Smearing the leap second is a solution Google came up with for their own data centers when they realized that they had too many protocols that didn't know how to handle UTC leaps properly, it really cannot be applied generally unless everyone can agree on exactly how to do it.
In my own test code, I did the smearing over a 24 hour period, centered around the leap event. The main arguments here are on how to determine an optimal smearing function: You want a gradual increase, then a mostly constant slope period, before a gradual decrease near the end.
There are however several potential problem areas with smearing:
a) ntpd works within a maximum of 500 ppm adjustment rate, of which the majority must be reserved for correcting the local clock, leaving maybe 100 ppm as the maximum smearing, so at that point it will take about 10000 seconds (or ~3 hours) to smear a second. Reducing the max smear rate to around 20 ppm is compatible with a 24-hour adjustment.

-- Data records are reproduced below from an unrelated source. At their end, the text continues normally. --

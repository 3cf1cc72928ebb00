//! PostgreSQL repositories.

mod books;
mod orders;
mod users;

pub use books::PostgresBookRepository;
pub use orders::PostgresOrderRepository;
pub use users::PostgresUserRepository;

b) Very stable clients will only poll the server(s) every 1024 seconds, or even less (every 2K/4K/8K seconds), and to detect a change in the reference clock, a client needs 4 consecutive polls showing a drift from the previous stable value.
c) ntpd considers an offset of 128 ms to be infinity, at that point it will restart the protocol engine and losing sync until everything has been stabilized against the current smearing rate. It should be obvious that a smearing setup which drops sync at both ends of the process would be really bad.
d) If you can force the protocol to drop the sync interval, from 1024 s down to the standard minimum of 64 sec, then it becomes much easier to track/follow a smearing server.